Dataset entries
◆ ◆ ◆ ◆ ◆ ◆ ◆
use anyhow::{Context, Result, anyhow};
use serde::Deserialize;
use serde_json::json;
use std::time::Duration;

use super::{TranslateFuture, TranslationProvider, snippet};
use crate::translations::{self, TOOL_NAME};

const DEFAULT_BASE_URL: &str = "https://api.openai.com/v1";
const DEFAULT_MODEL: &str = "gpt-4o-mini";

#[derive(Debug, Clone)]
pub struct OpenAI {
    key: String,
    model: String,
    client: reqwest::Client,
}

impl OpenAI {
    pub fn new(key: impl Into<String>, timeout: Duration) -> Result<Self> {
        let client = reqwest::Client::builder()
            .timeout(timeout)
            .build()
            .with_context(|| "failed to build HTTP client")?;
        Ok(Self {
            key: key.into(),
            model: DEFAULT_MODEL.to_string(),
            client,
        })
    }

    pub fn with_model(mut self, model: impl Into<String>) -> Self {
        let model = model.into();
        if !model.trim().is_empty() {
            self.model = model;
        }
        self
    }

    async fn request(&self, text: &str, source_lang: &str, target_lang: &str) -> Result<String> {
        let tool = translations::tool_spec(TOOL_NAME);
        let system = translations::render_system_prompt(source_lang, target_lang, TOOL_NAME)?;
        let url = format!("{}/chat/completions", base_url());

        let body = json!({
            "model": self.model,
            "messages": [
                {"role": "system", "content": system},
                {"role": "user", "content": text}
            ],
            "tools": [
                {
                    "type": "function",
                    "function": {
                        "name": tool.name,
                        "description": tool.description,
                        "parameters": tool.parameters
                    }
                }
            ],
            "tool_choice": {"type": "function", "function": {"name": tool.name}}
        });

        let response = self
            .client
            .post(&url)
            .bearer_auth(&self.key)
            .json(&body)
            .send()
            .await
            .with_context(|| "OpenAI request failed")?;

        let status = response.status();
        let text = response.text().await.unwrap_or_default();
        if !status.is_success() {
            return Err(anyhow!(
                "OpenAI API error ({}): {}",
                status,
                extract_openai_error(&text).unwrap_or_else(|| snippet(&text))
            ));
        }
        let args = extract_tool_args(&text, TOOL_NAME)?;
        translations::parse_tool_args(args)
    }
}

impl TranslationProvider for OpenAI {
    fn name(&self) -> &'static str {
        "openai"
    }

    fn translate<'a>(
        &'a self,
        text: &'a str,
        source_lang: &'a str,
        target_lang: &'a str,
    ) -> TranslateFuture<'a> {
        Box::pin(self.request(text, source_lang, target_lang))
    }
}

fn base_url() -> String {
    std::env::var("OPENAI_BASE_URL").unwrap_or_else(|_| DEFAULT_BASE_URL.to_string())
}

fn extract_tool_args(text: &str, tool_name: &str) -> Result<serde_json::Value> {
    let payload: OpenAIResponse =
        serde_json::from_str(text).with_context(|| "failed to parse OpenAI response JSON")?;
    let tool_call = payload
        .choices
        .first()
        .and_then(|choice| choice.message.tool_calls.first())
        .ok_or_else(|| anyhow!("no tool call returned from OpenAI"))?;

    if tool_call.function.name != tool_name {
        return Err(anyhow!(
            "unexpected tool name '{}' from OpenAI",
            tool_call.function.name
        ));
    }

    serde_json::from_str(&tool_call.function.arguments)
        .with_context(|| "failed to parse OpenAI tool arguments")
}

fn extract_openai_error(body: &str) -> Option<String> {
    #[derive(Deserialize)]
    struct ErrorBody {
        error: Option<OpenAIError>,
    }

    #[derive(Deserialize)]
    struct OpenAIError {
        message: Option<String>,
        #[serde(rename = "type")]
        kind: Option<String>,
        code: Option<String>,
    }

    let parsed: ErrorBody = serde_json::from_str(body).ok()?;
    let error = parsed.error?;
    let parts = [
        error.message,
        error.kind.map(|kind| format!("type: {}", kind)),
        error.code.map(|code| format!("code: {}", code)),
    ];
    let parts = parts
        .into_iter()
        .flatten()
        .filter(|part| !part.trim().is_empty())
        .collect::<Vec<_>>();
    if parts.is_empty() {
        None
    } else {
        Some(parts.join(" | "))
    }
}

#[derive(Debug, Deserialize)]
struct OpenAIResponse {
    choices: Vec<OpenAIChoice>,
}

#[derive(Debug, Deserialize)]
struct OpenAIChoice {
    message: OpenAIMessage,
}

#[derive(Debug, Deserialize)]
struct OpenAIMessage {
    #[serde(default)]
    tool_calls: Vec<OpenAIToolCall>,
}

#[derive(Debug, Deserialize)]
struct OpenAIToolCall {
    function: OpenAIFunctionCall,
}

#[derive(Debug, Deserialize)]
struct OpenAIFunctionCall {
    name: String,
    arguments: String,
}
◆ ◆ ◆ ◆ ◆ ◆ ◆
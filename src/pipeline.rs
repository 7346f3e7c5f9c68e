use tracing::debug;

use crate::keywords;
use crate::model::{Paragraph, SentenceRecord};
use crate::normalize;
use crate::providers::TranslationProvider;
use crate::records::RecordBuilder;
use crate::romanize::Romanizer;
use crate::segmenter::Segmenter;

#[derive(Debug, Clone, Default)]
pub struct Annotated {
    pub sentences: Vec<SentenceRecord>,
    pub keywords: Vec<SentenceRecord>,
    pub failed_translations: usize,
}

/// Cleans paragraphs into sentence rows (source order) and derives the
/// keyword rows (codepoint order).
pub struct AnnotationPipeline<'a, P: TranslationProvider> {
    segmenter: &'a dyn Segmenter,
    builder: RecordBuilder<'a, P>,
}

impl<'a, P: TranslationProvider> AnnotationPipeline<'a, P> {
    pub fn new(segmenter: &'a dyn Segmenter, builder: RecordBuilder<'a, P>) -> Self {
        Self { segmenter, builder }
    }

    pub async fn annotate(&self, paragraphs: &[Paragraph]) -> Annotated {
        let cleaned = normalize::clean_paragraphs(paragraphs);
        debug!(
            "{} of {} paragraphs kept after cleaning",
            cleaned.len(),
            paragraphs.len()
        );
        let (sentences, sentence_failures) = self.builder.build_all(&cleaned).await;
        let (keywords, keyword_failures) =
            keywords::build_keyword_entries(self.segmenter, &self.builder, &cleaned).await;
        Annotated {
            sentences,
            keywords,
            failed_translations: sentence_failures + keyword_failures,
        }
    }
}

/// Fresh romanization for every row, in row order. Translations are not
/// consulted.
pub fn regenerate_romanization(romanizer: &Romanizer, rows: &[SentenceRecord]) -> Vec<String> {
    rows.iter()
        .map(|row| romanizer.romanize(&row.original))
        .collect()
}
◆ ◆ ◆ ◆ ◆ ◆ ◆
Your answer should be a single number: the tally of lines in the entries that include the word "Annotated".

## Response box
3